MicroRNAs (miRNAs) play a critical role in orchestrating T cell differentiation and activation and may thus play a vital role in acquired aplastic anemia (aAA). The study aimed to evaluate the differential expression of selected miRNAs and their relevant target genes in bone marrow samples of aAA patients.

METHODS

Differential expression of 8 miRNAs viz; hsa-miR-126-3p, miR-145-5p, miR-155-5p, miR-150-5p, miR-146b-5p, miR-34a, miR-29a, and miR-29b was evaluated in the bone marrow mononuclear cells of aAA patients. TaqMan microRNA assay was performed for preparing the cDNA of specific miRNA, followed by expression analysis using qRT-PCR. Data were normalized using two endogenous controls, RNU6B and RNU48. Delta-delta CT method was used to calculate the fold change (FC) of miRNA expression in individual samples, and a FC of >1.5 was taken as significant. Target genes of these miRNAs were evaluated by qRT-PCR.

RESULTS

Thirty five samples of aAA patients and 20 controls were evaluated.

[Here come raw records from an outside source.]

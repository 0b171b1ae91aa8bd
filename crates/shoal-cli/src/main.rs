use std::path::{Path, PathBuf};
use std::sync::Arc;

use anyhow::{Context, Result, bail};
use clap::{Parser, Subcommand};
use shoal_agent::{
    AgentRpc, HostedRuntimes, HttpRegistryClient, LocalRegistryClient, RegistryClient,
    SystemLoadSampler, serve_agent_rpc, start_host,
};
use shoal_core::{MemoryStore, Resource, ResourceStatus, StaticTokenValidator};
use shoal_deployer::{ApplicationServices, DeployPlan, PlanSummary};
use shoal_registry::Registry;
use tokio::net::TcpListener;
use tokio::sync::oneshot;
use tracing_subscriber::{EnvFilter, fmt};

mod config;
mod deploy;

use config::{LOCAL_REGISTRY, ShoalConfig};
use deploy::{DeployJob, HostDeployer, read_json};

#[derive(Parser)]
#[command(name = "shoal", about = "Shoal service-mesh control plane")]
struct Cli {
    /// Config file (defaults to ./shoal.toml, then ~/.shoal/shoal.toml)
    #[arg(long, global = true)]
    config: Option<PathBuf>,

    /// Emit logs as JSON
    #[arg(long, global = true)]
    log_json: bool,

    #[command(subcommand)]
    command: Command,
}

#[derive(Subcommand)]
enum Command {
    /// Register this host with the registry and report its load until ctrl-c
    Host {
        /// Registry URL, overriding [registry] url
        #[arg(long)]
        registry: Option<String>,

        /// Heartbeat interval in seconds, overriding [host] heartbeat_interval_secs
        #[arg(long)]
        interval: Option<u64>,

        /// Deploy <definitions> <plan> once registered (repeatable)
        #[arg(long, num_args = 2, value_name = "FILE")]
        deploy: Vec<PathBuf>,
    },
    /// Deploy plans on this host and upload the results to the registry
    Deploy {
        /// <definitions> <plan> pairs
        #[arg(required = true, num_args = 2.., value_name = "FILE")]
        files: Vec<PathBuf>,
    },
    /// Parse a deploy plan and its service definitions and summarize them
    CheckPlan {
        /// Deploy plan (JSON)
        plan: PathBuf,

        /// Service definitions (JSON list of {application, services})
        definitions: PathBuf,

        /// Directory relative code locations resolve against
        #[arg(long, default_value = ".")]
        base_dir: PathBuf,

        /// Print the summary as JSON
        #[arg(long)]
        json: bool,
    },
    /// Print the effective configuration
    Config,
}

fn init_logging(json: bool) {
    // Logs go to stderr so command output on stdout stays parseable
    let builder = fmt()
        .with_env_filter(EnvFilter::from_env("SHOAL_LOG"))
        .with_writer(std::io::stderr);
    if json {
        builder.json().init();
    } else {
        builder.init();
    }
}

#[tokio::main]
async fn main() -> Result<()> {
    let cli = Cli::parse();
    init_logging(cli.log_json);

    match cli.command {
        Command::Host {
            registry,
            interval,
            deploy,
        } => run_host(cli.config.as_deref(), registry, interval, &deploy).await,
        Command::Deploy { files } => run_deploy(cli.config.as_deref(), &files).await,
        Command::CheckPlan {
            plan,
            definitions,
            base_dir,
            json,
        } => check_plan(&plan, &definitions, &base_dir, json),
        Command::Config => {
            let config = ShoalConfig::load(cli.config.as_deref())?;
            println!("{}", serde_json::to_string_pretty(&config)?);
            Ok(())
        }
    }
}

/// Registry the host talks to: `[registry] url = "local"` runs one in this
/// process, owned by the host account.
fn registry_client(config: &ShoalConfig) -> Arc<dyn RegistryClient> {
    if !config.registry.is_local() {
        return Arc::new(HttpRegistryClient::new(
            config.registry.url.clone(),
            config.registry.token.clone(),
        ));
    }
    let token = config
        .registry
        .token
        .clone()
        .unwrap_or_else(|| LOCAL_REGISTRY.to_string());
    let account = config.host.account.clone();
    let validator =
        StaticTokenValidator::new().with_token(token.as_str(), account.as_str(), account.as_str());
    let registry = Registry::new(Arc::new(MemoryStore::new()), Arc::new(validator))
        .with_settings(config.local_registry_settings());
    tracing::info!(account = %account, "Using in-process registry");
    Arc::new(LocalRegistryClient::new(Arc::new(registry), token))
}

async fn run_host(
    config_path: Option<&Path>,
    registry: Option<String>,
    interval: Option<u64>,
    deploy: &[PathBuf],
) -> Result<()> {
    let mut config = ShoalConfig::load(config_path)?;
    if let Some(url) = registry {
        config.registry.url = url;
    }
    if let Some(secs) = interval {
        config.host.heartbeat_interval_secs = secs;
    }
    let jobs = DeployJob::pairs(deploy)?;
    let host = config.host_resource()?;

    tracing::info!(
        registry = %config.registry.url,
        account = %host.account,
        name = %host.name,
        "Starting Shoal host agent"
    );

    let client = registry_client(&config);
    let mut agent = start_host(
        host,
        config.heartbeat_interval(),
        Arc::clone(&client),
        Arc::new(SystemLoadSampler::new()),
    );

    let runtimes = Arc::new(HostedRuntimes::new());
    let mut deployer = HostDeployer::new(&config, client);
    if !jobs.is_empty() {
        let registered = tokio::select! {
            id = agent.registered() => Some(id),
            _ = tokio::signal::ctrl_c() => None,
        };
        let Some(host_id) = registered else {
            tracing::info!("Shutdown requested before registration");
            agent.shutdown().await;
            return Ok(());
        };
        match host_id {
            Some(host_id) => {
                let report = deployer.run(&host_id, &jobs).await;
                report.record_into(&runtimes).await;
            }
            None => tracing::warn!("Host not registered, skipping deploys"),
        }
    }

    let mut server = None;
    if let Some(port) = config.host.agent_port {
        let listener = TcpListener::bind(("0.0.0.0", port))
            .await
            .with_context(|| format!("failed to bind agent port {port}"))?;
        let mut rpc = AgentRpc::new(Arc::clone(&runtimes));
        for (name, provider) in deployer.providers() {
            rpc = rpc.with_provider(name.as_str(), Arc::clone(provider));
        }
        if let Some(token) = &config.host.agent_token {
            rpc = rpc.with_token(token.as_str());
        }
        let (stop, stopped) = oneshot::channel::<()>();
        let task = tokio::spawn(serve_agent_rpc(listener, Arc::new(rpc), async {
            let _ = stopped.await;
        }));
        server = Some((stop, task));
    }

    tokio::signal::ctrl_c()
        .await
        .context("failed to listen for ctrl-c")?;
    tracing::info!("Shutdown requested");
    agent.shutdown().await;
    if let Some((stop, task)) = server {
        let _ = stop.send(());
        task.await
            .context("agent RPC server panicked")?
            .context("agent RPC server failed")?;
    }
    Ok(())
}

/// Register the host, deploy every pair and print a JSON report. Fails after
/// all pairs have run if any of them failed.
async fn run_deploy(config_path: Option<&Path>, files: &[PathBuf]) -> Result<()> {
    let config = ShoalConfig::load(config_path)?;
    let jobs = DeployJob::pairs(files)?;
    let host = config.host_resource()?;
    let client = registry_client(&config);

    let resource = Resource {
        status: ResourceStatus::Ready,
        ..host
    };
    let Some(host_id) = client
        .update_resource_info(&resource)
        .await
        .context("failed to register host")?
    else {
        bail!("registry returned no host id for {}", resource.name);
    };

    let mut deployer = HostDeployer::new(&config, client);
    let report = deployer.run(&host_id, &jobs).await;
    println!("{}", serde_json::to_string_pretty(&report)?);

    if !report.failed.is_empty() {
        bail!("{} of {} deploy(s) failed", report.failed.len(), jobs.len());
    }
    Ok(())
}

fn check_plan(
    plan_path: &Path,
    definitions_path: &Path,
    base_dir: &Path,
    json: bool,
) -> Result<()> {
    let plan: DeployPlan = read_json(plan_path)?;
    let definitions: Vec<ApplicationServices> = read_json(definitions_path)?;
    let summary = PlanSummary::new(&plan, &definitions);

    if json {
        println!("{}", serde_json::to_string_pretty(&summary)?);
    } else {
        println!("providers: {}", summary.providers.join(", "));
        for app in &summary.applications {
            println!(
                "{} {}: {} service(s), {} init step(s)",
                app.name,
                app.version.as_deref().unwrap_or("-"),
                app.services.len(),
                app.init_steps
            );
            for service in &app.services {
                println!("  {service}");
            }
        }
    }

    for app in &plan.applications {
        match app.code_dir(base_dir) {
            Some(dir) if dir.is_dir() => {}
            Some(dir) => eprintln!(
                "warning: {} code directory {} not found",
                app.name,
                dir.display()
            ),
            None => eprintln!("warning: {} has no local code location", app.name),
        }
    }
    Ok(())
}
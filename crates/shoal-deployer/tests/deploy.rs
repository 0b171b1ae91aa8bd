use std::future::Future;
use std::pin::Pin;
use std::sync::{Arc, Mutex};

use serde_json::{Value, json};
use shoal_core::EntryType;
use shoal_deployer::{
    ApplicationServices, DeployError, DeployPlan, Deployer, HandlerRegistry, Provider,
    ProviderError, ProviderFactory, ServiceDefinition, ServiceHandler, handler_fn,
};
use tempfile::TempDir;

#[derive(Default)]
struct RecordingProvider {
    info: Option<Value>,
    refuse: Option<String>,
    registered: Mutex<Vec<(String, String, Option<Value>)>>,
}

impl RecordingProvider {
    fn registered_keys(&self) -> Vec<String> {
        self.registered
            .lock()
            .unwrap()
            .iter()
            .map(|(_, key, _)| key.clone())
            .collect()
    }
}

impl Provider for RecordingProvider {
    fn register_service<'a>(
        &'a self,
        application: &'a str,
        service: &'a ServiceDefinition,
        _handler: Arc<dyn ServiceHandler>,
        settings: Option<&'a Value>,
    ) -> Pin<Box<dyn Future<Output = Result<(), ProviderError>> + Send + 'a>> {
        Box::pin(async move {
            if self.refuse.as_deref() == Some(service.key().as_str()) {
                return Err(ProviderError("port already bound".into()));
            }
            self.registered.lock().unwrap().push((
                application.to_string(),
                service.key(),
                settings.cloned(),
            ));
            Ok(())
        })
    }

    fn info(&self) -> Option<Value> {
        self.info.clone()
    }
}

fn factory_with(providers: &[(&str, Arc<RecordingProvider>)]) -> ProviderFactory {
    providers
        .iter()
        .fold(ProviderFactory::new(), |factory, (name, provider)| {
            let provider = Arc::clone(provider);
            factory.with_provider(*name, move |_| Ok(provider.clone() as Arc<dyn Provider>))
        })
}

struct Fixture {
    dir: TempDir,
}

impl Fixture {
    fn new() -> Self {
        let dir = TempDir::new().unwrap();
        std::fs::create_dir_all(dir.path().join("apps/shop")).unwrap();
        std::fs::write(dir.path().join("apps/shop/cart.js"), "// cart").unwrap();
        Self { dir }
    }

    fn plan(&self, extra: Value) -> DeployPlan {
        let mut plan = json!({
            "providers": [
                {
                    "code": { "name": "p1" },
                    "providerSettings": { "public": { "host": "10.0.0.1", "port": 8080 } },
                    "applicationSettings": [{
                        "application": "shop",
                        "commonSettings": { "timeout": 30 },
                        "serviceSettings": [{
                            "module": "cart",
                            "name": "add",
                            "settings": { "route": "/add" }
                        }]
                    }]
                },
                { "code": { "name": "p2" }, "providerSettings": {} }
            ],
            "applications": [{
                "name": "shop",
                "version": "1.0.0",
                "code": { "locationType": "file", "location": "apps/shop" }
            }]
        });
        if let (Some(app), Value::Object(extra)) =
            (plan["applications"][0].as_object_mut(), extra)
        {
            app.extend(extra);
        }
        serde_json::from_value(plan).unwrap()
    }
}

fn definitions(services: &[(&str, &str)]) -> Vec<ApplicationServices> {
    vec![ApplicationServices {
        application: "shop".into(),
        services: services
            .iter()
            .map(|(module, name)| ServiceDefinition {
                name: (*name).into(),
                module: (*module).into(),
                filepath: Some("cart.js".into()),
                return_type: Some("number".into()),
                ..Default::default()
            })
            .collect(),
    }]
}

fn handlers(names: &[&str]) -> HandlerRegistry {
    names.iter().fold(HandlerRegistry::new(), |registry, name| {
        registry.with_handler(
            "shop",
            "cart.js",
            *name,
            handler_fn(|_| async { Ok(Value::Null) }),
        )
    })
}

#[tokio::test]
async fn dedicated_and_proxy_entries_follow_provider_order() {
    let fixture = Fixture::new();
    let p1 = Arc::new(RecordingProvider::default());
    let p2 = Arc::new(RecordingProvider::default());
    let mut deployer = Deployer::new(
        factory_with(&[("p1", p1.clone()), ("p2", p2.clone())]),
        Arc::new(handlers(&["add"])),
    )
    .with_base_dir(fixture.dir.path());

    let result = deployer
        .deploy_plan(&fixture.plan(json!({})), &definitions(&[("cart", "add")]))
        .await
        .unwrap();

    let records = &result["shop"];
    assert_eq!(records.len(), 1);
    let record = &records[0];
    assert_eq!(record.identity.version.as_deref(), Some("1.0.0"));
    assert_eq!(record.return_type.as_deref(), Some("number"));
    assert_eq!(record.entries.len(), 2);

    let dedicated = &record.entries[0];
    assert_eq!(dedicated.entry_type, EntryType::Dedicated);
    assert_eq!(dedicated.provider_name, "p1");
    assert_eq!(dedicated.provider_info.as_ref().unwrap()["host"], "10.0.0.1");
    assert_eq!(
        dedicated.settings_for_provider,
        Some(json!({ "timeout": 30, "route": "/add" }))
    );

    let proxy = &record.entries[1];
    assert_eq!(proxy.entry_type, EntryType::Proxy);
    assert!(proxy.provider_info.is_none());
    assert!(proxy.settings_for_provider.is_none());

    // The provider received the merged settings too.
    let seen = p1.registered.lock().unwrap();
    assert_eq!(seen[0].2, Some(json!({ "timeout": 30, "route": "/add" })));
    assert_eq!(p2.registered_keys(), vec!["cart/add"]);
    assert_eq!(deployer.metrics().snapshot().registrations, 2);
}

#[tokio::test]
async fn provider_info_marks_entry_dedicated() {
    let fixture = Fixture::new();
    let p2 = Arc::new(RecordingProvider {
        info: Some(json!({ "host": "10.0.0.2" })),
        ..Default::default()
    });
    let mut deployer = Deployer::new(
        factory_with(&[("p1", Arc::new(RecordingProvider::default())), ("p2", p2)]),
        Arc::new(handlers(&["add"])),
    )
    .with_base_dir(fixture.dir.path());

    let result = deployer
        .deploy_plan(&fixture.plan(json!({})), &definitions(&[("cart", "add")]))
        .await
        .unwrap();
    let entries = &result["shop"][0].entries;
    assert_eq!(entries[1].entry_type, EntryType::Dedicated);
    assert_eq!(entries[1].provider_info, Some(json!({ "host": "10.0.0.2" })));
}

#[tokio::test]
async fn refused_registration_aborts_the_run() {
    let fixture = Fixture::new();
    let p1 = Arc::new(RecordingProvider::default());
    let p2 = Arc::new(RecordingProvider {
        refuse: Some("cart/remove".into()),
        ..Default::default()
    });
    let mut deployer = Deployer::new(
        factory_with(&[("p1", p1.clone()), ("p2", p2)]),
        Arc::new(handlers(&["add", "remove"])),
    )
    .with_base_dir(fixture.dir.path());

    let err = deployer
        .deploy_plan(
            &fixture.plan(json!({})),
            &definitions(&[("cart", "add"), ("cart", "remove")]),
        )
        .await
        .unwrap_err();

    match err {
        DeployError::Registration {
            application,
            service,
            provider,
            ..
        } => {
            assert_eq!(application, "shop");
            assert_eq!(service, "cart/remove");
            assert_eq!(provider, "p2");
        }
        other => panic!("unexpected error: {other}"),
    }
    // Earlier registrations are not rolled back.
    assert_eq!(p1.registered_keys(), vec!["cart/add", "cart/remove"]);
    let snap = deployer.metrics().snapshot();
    assert_eq!(snap.runs_failed, 1);
    assert_eq!(snap.runs_completed, 0);
}

#[tokio::test]
async fn missing_source_or_handler_is_a_configuration_error() {
    let fixture = Fixture::new();
    let mut deployer = Deployer::new(
        factory_with(&[("p1", Arc::new(RecordingProvider::default()))]),
        Arc::new(handlers(&["add"])),
    )
    .with_base_dir(fixture.dir.path());

    let mut missing_file = definitions(&[("cart", "add")]);
    missing_file[0].services[0].filepath = Some("nope.js".into());
    assert!(matches!(
        deployer.deploy_plan(&fixture.plan(json!({})), &missing_file).await,
        Err(DeployError::MissingSourceFile { .. })
    ));

    let mut no_path = definitions(&[("cart", "add")]);
    no_path[0].services[0].filepath = None;
    assert!(matches!(
        deployer.deploy_plan(&fixture.plan(json!({})), &no_path).await,
        Err(DeployError::MissingFilePath { .. })
    ));

    assert!(matches!(
        deployer
            .deploy_plan(&fixture.plan(json!({})), &definitions(&[("cart", "checkout")]))
            .await,
        Err(DeployError::MissingHandler { .. })
    ));
}

#[tokio::test]
async fn service_without_providers_is_fatal() {
    let fixture = Fixture::new();
    let mut plan = fixture.plan(json!({}));
    plan.providers.clear();
    let mut deployer = Deployer::new(ProviderFactory::new(), Arc::new(handlers(&["add"])))
        .with_base_dir(fixture.dir.path());

    assert!(matches!(
        deployer.deploy_plan(&plan, &definitions(&[("cart", "add")])).await,
        Err(DeployError::NoProviderAccepted { .. })
    ));
}

#[tokio::test]
async fn init_runs_in_order_with_declared_arguments() {
    let fixture = Fixture::new();
    let calls: Arc<Mutex<Vec<(String, Vec<Value>)>>> = Arc::default();
    let recorder = |label: &'static str| {
        let calls = Arc::clone(&calls);
        handler_fn(move |args| {
            calls.lock().unwrap().push((label.to_string(), args));
            async { Ok(Value::Null) }
        })
    };
    let handlers = HandlerRegistry::new()
        .with_handler("shop", "cart.js", "add", recorder("add"))
        .with_handler("shop", "cart.js", "seed", recorder("seed"));

    let mut deployer = Deployer::new(
        factory_with(&[("p1", Arc::new(RecordingProvider::default()))]),
        Arc::new(handlers),
    )
    .with_base_dir(fixture.dir.path());

    let plan = fixture.plan(json!({
        "init": [
            { "service": "cart/seed", "arguments": [1, "a"] },
            { "service": "cart/add" }
        ]
    }));
    deployer
        .deploy_plan(&plan, &definitions(&[("cart", "add"), ("cart", "seed")]))
        .await
        .unwrap();

    let calls = calls.lock().unwrap();
    assert_eq!(calls.len(), 2);
    assert_eq!(calls[0], ("seed".to_string(), vec![json!(1), json!("a")]));
    assert_eq!(calls[1], ("add".to_string(), vec![]));
}

#[tokio::test]
async fn init_naming_unknown_service_fails() {
    let fixture = Fixture::new();
    let mut deployer = Deployer::new(
        factory_with(&[("p1", Arc::new(RecordingProvider::default()))]),
        Arc::new(handlers(&["add"])),
    )
    .with_base_dir(fixture.dir.path());

    let plan = fixture.plan(json!({ "init": [{ "service": "cart/ghost" }] }));
    assert!(matches!(
        deployer.deploy_plan(&plan, &definitions(&[("cart", "add")])).await,
        Err(DeployError::UnknownInitService { .. })
    ));
}

#[tokio::test]
async fn absent_code_location_yields_empty_application() {
    let fixture = Fixture::new();
    let mut deployer = Deployer::new(
        factory_with(&[("p1", Arc::new(RecordingProvider::default()))]),
        Arc::new(handlers(&["add"])),
    )
    .with_base_dir(fixture.dir.path());

    let plan = fixture.plan(json!({
        "code": { "locationType": "file", "location": "apps/missing" }
    }));
    let result = deployer
        .deploy_plan(&plan, &definitions(&[("cart", "add")]))
        .await
        .unwrap();
    assert!(result["shop"].is_empty());
}

#[tokio::test]
async fn deploy_reads_plan_file_and_rejects_malformed_input() {
    let fixture = Fixture::new();
    let plan_path = fixture.dir.path().join("plan.json");
    std::fs::write(
        &plan_path,
        serde_json::to_string(&fixture.plan(json!({}))).unwrap(),
    )
    .unwrap();
    let defs = serde_json::to_value(definitions(&[("cart", "add")])).unwrap();

    let mut deployer = Deployer::new(
        factory_with(&[("p1", Arc::new(RecordingProvider::default()))]),
        Arc::new(handlers(&["add"])),
    )
    .with_base_dir(fixture.dir.path());

    let result = deployer.deploy(&plan_path, &defs).await.unwrap().unwrap();
    assert_eq!(result["shop"].len(), 1);

    assert!(
        deployer
            .deploy(&plan_path, &json!({ "shop": [] }))
            .await
            .unwrap()
            .is_none()
    );

    let no_apps = fixture.dir.path().join("no-apps.json");
    std::fs::write(&no_apps, r#"{ "providers": [] }"#).unwrap();
    assert!(deployer.deploy(&no_apps, &defs).await.unwrap().is_none());

    assert!(matches!(
        deployer
            .deploy(&fixture.dir.path().join("missing.json"), &defs)
            .await,
        Err(DeployError::PlanUnreadable { .. })
    ));
}

#[tokio::test]
async fn duplicate_provider_name_uses_the_later_definition() {
    let fixture = Fixture::new();
    let p1 = Arc::new(RecordingProvider::default());
    let mut deployer = Deployer::new(
        factory_with(&[("p1", p1.clone()), ("p2", Arc::new(RecordingProvider::default()))]),
        Arc::new(handlers(&["add"])),
    )
    .with_base_dir(fixture.dir.path());

    let mut plan = fixture.plan(json!({}));
    let mut later: Value = serde_json::to_value(&plan.providers[0]).unwrap();
    later["providerSettings"]["public"]["host"] = json!("10.0.0.9");
    later["applicationSettings"] = json!([]);
    plan.providers.push(serde_json::from_value(later).unwrap());

    let result = deployer
        .deploy_plan(&plan, &definitions(&[("cart", "add")]))
        .await
        .unwrap();

    // One entry per provider name, in first-seen order.
    let entries = &result["shop"][0].entries;
    let names: Vec<&str> = entries.iter().map(|e| e.provider_name.as_str()).collect();
    assert_eq!(names, vec!["p1", "p2"]);
    assert_eq!(entries[0].provider_info.as_ref().unwrap()["host"], "10.0.0.9");
    assert_eq!(entries[0].settings_for_provider, None);
    let raw = entries[0].provider_raw.as_ref().unwrap();
    assert_eq!(raw["providerSettings"]["public"]["host"], "10.0.0.9");
    assert_eq!(p1.registered_keys(), vec!["cart/add"]);
}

Irrespective of the disease severity, five miRNAs were found to be deregulated; miR-126 (FC-0.348; P-value-.0001) and miR-145 (FC-0.31; P-value-.0001) were downregulated, while miR-155 (FC-3.50; P-value-.0067), miR-146 (FC-3.13; P-value-.0105), and miR-150 (FC-5.78; P-value-.0001) were upregulated. Target gene study revealed an upregulation of PIK3R2, MYC, SOCS1, and TRAF-6, and downregulation of MYB.

CONCLUSION

This is the first study from the Indian subcontinent demonstrating the presence of altered miRNA expression in the bone marrow samples of aAA patients, suggesting their role in the pathogenesis of the disease. A comprehensive study focusing on the effect of these miRNA-mRNA interactions is likely to open new avenues of management.